Overall, ozone-destroying chlorine chemicals are being reduced worldwide, but the rise in HCFCs — hydrochloro fluorocarbons — offset a third of that reduction in 2007.

“That is not good news, and it shows we have some challenges ahead,” said Drusilla Hufford, director of the Stratospheric Protection Division at the Environmental Protection Agency.

Ozone is a ground-level air pollutant that can impair breathing and is created by emissions from sources such as auto tailpipes and power plant smokestacks mixing with heat and sunlight.

In the stratosphere — more than 6 miles above Earth’s surface — intense sunlight creates a natural layer of ozone, which shields us from deadly ultraviolet rays.

In the 1970s, scientists discovered that compounds called CFCs — used in air conditioners, refrigerators and aerosol cans — were making their way to the stratosphere and destroying the protective ozone layer.

In 1987, the Montreal Protocol was adopted — 193 countries have signed — with the aim of phasing out all ozone- threatening chemicals.

Under the treaty, industrial nations had to make the first cuts and developing countries would follow.

“Whatever the developed countries do, the developing world gets about an extra 10 years,” said David Doniger, director of the Natural Resources Defense Council’s Climate Center in Washington, D.C.

The protocol also set up the Multilateral Fund, with about $2.8 billion to help developing countries. One early step was to switch from CFCs to HCFCs, which pose less of a threat.

“Some molecules make it to the stratosphere more efficiently,” said NOAA’s Montzka.

All CFCs make the trip, but not all HCFCs make it and as a result they have only 2 percent to 11 percent of the ozone-destroying impact as CFCs, Montzka said.

Between 2000 and 2004, developed countries cut their HCFC production 50 percent as required by the protocol.

But HCFC production in developing countries jumped and by 2006 accounted for 79 percent of global production, according to the NOAA paper.

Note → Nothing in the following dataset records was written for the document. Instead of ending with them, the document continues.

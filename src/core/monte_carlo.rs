use std::f64::consts::PI;

use rand::rngs::OsRng;
use rand::{Rng, SeedableRng};
use rand_chacha::ChaCha8Rng;
use tracing::debug;

use super::engine::project;
use super::types::{MonteCarloResult, PlanConfiguration};

pub const DEFAULT_TRIALS: u32 = 10_000;
pub const EQUITY_RETURN_VOL: f64 = 0.15;
pub const STABLE_RETURN_VOL: f64 = 0.04;
pub const CUSTOM_RETURN_VOL: f64 = 0.10;
pub const MEDIAN_PERCENTILE: f64 = 50.0;
pub const WORST_CASE_PERCENTILE: f64 = 10.0;

/// Runs `trials` randomized projections seeded from OS entropy.
pub fn simulate(plan: &PlanConfiguration, trials: u32) -> MonteCarloResult {
    let mut rng = ChaCha8Rng::from_rng(OsRng).unwrap_or_else(|_| ChaCha8Rng::seed_from_u64(0));
    simulate_with_rng(plan, trials, &mut rng)
}

pub fn simulate_with_rng<R: Rng>(
    plan: &PlanConfiguration,
    trials: u32,
    rng: &mut R,
) -> MonteCarloResult {
    match simulate_until(plan, trials, rng, || false) {
        Some(result) => result,
        None => MonteCarloResult::empty(),
    }
}

/// Like [`simulate_with_rng`], but checks `is_cancelled` before every trial
/// and gives up with `None` as soon as it returns true.
pub fn simulate_until<R, F>(
    plan: &PlanConfiguration,
    trials: u32,
    rng: &mut R,
    mut is_cancelled: F,
) -> Option<MonteCarloResult>
where
    R: Rng,
    F: FnMut() -> bool,
{
    if trials == 0 {
        return Some(MonteCarloResult::empty());
    }

    let mut successes = 0u32;
    let mut final_corpus = Vec::with_capacity(trials as usize);
    for _ in 0..trials {
        if is_cancelled() {
            debug!(completed = final_corpus.len(), trials, "monte carlo cancelled");
            return None;
        }

        let trial_plan = sample_trial_plan(plan, rng);
        let result = project(&trial_plan);
        if result.bankruptcy_age.is_none() {
            successes += 1;
        }
        final_corpus.push(result.projection.last().map_or(0.0, |s| s.balance));
    }

    let success_rate = successes as f64 / trials as f64 * 100.0;
    let median_final_corpus = percentile(&mut final_corpus, MEDIAN_PERCENTILE);
    let worst_case_final_corpus = percentile(&mut final_corpus, WORST_CASE_PERCENTILE);
    debug!(trials, success_rate, median_final_corpus, "monte carlo complete");

    Some(MonteCarloResult {
        success_rate,
        median_final_corpus,
        worst_case_final_corpus,
        trials,
    })
}

/// Seeded convenience wrapper used by the CLI and HTTP layers.
pub fn simulate_seeded(plan: &PlanConfiguration, trials: u32, seed: u64) -> MonteCarloResult {
    let mut rng = ChaCha8Rng::seed_from_u64(seed);
    simulate_with_rng(plan, trials, &mut rng)
}

impl MonteCarloResult {
    pub fn empty() -> Self {
        Self {
            success_rate: 0.0,
            median_final_corpus: 0.0,
            worst_case_final_corpus: 0.0,
            trials: 0,
        }
    }
}

fn sample_trial_plan<R: Rng>(plan: &PlanConfiguration, rng: &mut R) -> PlanConfiguration {
    let mut trial = plan.clone();
    trial.equity_return = plan.equity_return + EQUITY_RETURN_VOL * standard_normal(rng);
    trial.stable_return = plan.stable_return + STABLE_RETURN_VOL * standard_normal(rng);
    for asset in &mut trial.custom_assets {
        asset.annual_return += CUSTOM_RETURN_VOL * standard_normal(rng);
    }
    trial
}

/// Box-Muller over two uniforms; `u1` is kept in (0, 1] so the log is finite.
pub fn standard_normal<R: Rng>(rng: &mut R) -> f64 {
    let u1 = 1.0 - rng.gen_range(0.0..1.0);
    let u2: f64 = rng.gen_range(0.0..1.0);
    let r = (-2.0 * f64::ln(u1)).sqrt();
    r * (2.0 * PI * u2).cos()
}

/// Nearest-rank percentile: the sorted value at `floor(p / 100 * n)`,
/// clamped to the last element.
pub fn percentile(values: &mut [f64], p: f64) -> f64 {
    if values.is_empty() {
        return 0.0;
    }

    values.sort_by(|a, b| a.total_cmp(b));

    let n = values.len();
    let rank = ((p / 100.0).clamp(0.0, 1.0) * n as f64).floor() as usize;
    values[rank.min(n - 1)]
}
use crate::core::ProjectionResult;

pub const CSV_HEADER: &str = "Age,Balance,RealValue,Equity,Stable,Alternative,Target,Event";

/// Neutralizes spreadsheet formula injection by quoting fields that a
/// spreadsheet would evaluate.
pub fn sanitize_csv_field(field: &str) -> String {
    match field.chars().next() {
        Some('=' | '+' | '-' | '@') => format!("'{field}"),
        _ => field.to_string(),
    }
}

fn whole(value: f64) -> String {
    let rounded = value.round();
    // Avoid printing "-0" for tiny negative values.
    let rounded = if rounded == 0.0 { 0.0 } else { rounded };
    format!("{rounded:.0}")
}

pub fn projection_csv(result: &ProjectionResult) -> String {
    let mut out = String::with_capacity(64 * (result.projection.len() + 1));
    out.push_str(CSV_HEADER);
    out.push('\n');

    for snap in &result.projection {
        let fields = [
            snap.age.to_string(),
            whole(snap.balance),
            whole(snap.real_balance),
            whole(snap.equity),
            whole(snap.stable),
            whole(snap.custom),
            snap.target.map(whole).unwrap_or_default(),
            whole(snap.event),
        ];
        let row: Vec<String> = fields.iter().map(|f| sanitize_csv_field(f)).collect();
        out.push_str(&row.join(","));
        out.push('\n');
    }
    out
}
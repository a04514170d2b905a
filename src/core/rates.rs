use super::types::PlanConfiguration;

/// Share of a balance's growth treated as taxable gain in a period.
pub const TAX_DRAG_COEFFICIENT: f64 = 0.75;
pub const MAX_ANNUAL_RETURN: f64 = 1.0;
/// Keeps `1 + r` positive for randomized trial returns.
pub const MIN_ANNUAL_RETURN: f64 = -0.95;
pub const MAX_ANNUAL_INFLATION: f64 = 0.5;
/// Annual equity return forced during the stress-test window.
pub const STRESS_EQUITY_RETURN: f64 = -0.20;

pub fn effective_annual_return(nominal_return: f64, tax_rate: f64) -> f64 {
    let nominal = nominal_return.clamp(MIN_ANNUAL_RETURN, MAX_ANNUAL_RETURN);
    nominal * (1.0 - tax_rate * TAX_DRAG_COEFFICIENT)
}

pub fn monthly_rate(annual_rate: f64) -> f64 {
    (1.0 + annual_rate).powf(1.0 / 12.0) - 1.0
}

#[derive(Debug, Clone, PartialEq)]
pub struct RateModel {
    pub equity_annual: f64,
    pub stable_annual: f64,
    pub equity_monthly: f64,
    pub stable_monthly: f64,
    pub stress_equity_monthly: f64,
    pub custom_monthly: Vec<f64>,
    pub inflation_annual: f64,
    pub inflation_monthly: f64,
    pub salary_growth_monthly: f64,
}

impl RateModel {
    pub fn from_plan(plan: &PlanConfiguration) -> Self {
        let equity_annual = effective_annual_return(plan.equity_return, plan.equity_tax_rate);
        let stable_annual = effective_annual_return(plan.stable_return, plan.stable_tax_rate);
        let inflation_annual = plan.inflation_rate.min(MAX_ANNUAL_INFLATION);

        Self {
            equity_annual,
            stable_annual,
            equity_monthly: monthly_rate(equity_annual),
            stable_monthly: monthly_rate(stable_annual),
            stress_equity_monthly: monthly_rate(STRESS_EQUITY_RETURN),
            custom_monthly: plan
                .custom_assets
                .iter()
                .map(|asset| {
                    monthly_rate(effective_annual_return(asset.annual_return, asset.tax_rate))
                })
                .collect(),
            inflation_annual,
            inflation_monthly: monthly_rate(inflation_annual),
            salary_growth_monthly: monthly_rate(plan.salary_growth),
        }
    }

    /// Cumulative price level for a (1-based) month; month 1 is today's money.
    pub fn price_index(&self, month: u32) -> f64 {
        (1.0 + self.inflation_annual).powf(month.saturating_sub(1) as f64 / 12.0)
    }
}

Concerns about the rapid rise of HCFCs from developing countries led to a 2007 Montreal Protocol amendment requiring these countries to start cutting emissions beginning in 2013.

Previously, the only requirement was ending all use of the compounds by 2040.

In December, the Multilateral Fund approved $17 million to fund HCFC phase-out plans in 101 developing nations, said Julia Anne Dearing, a spokeswoman for the fund.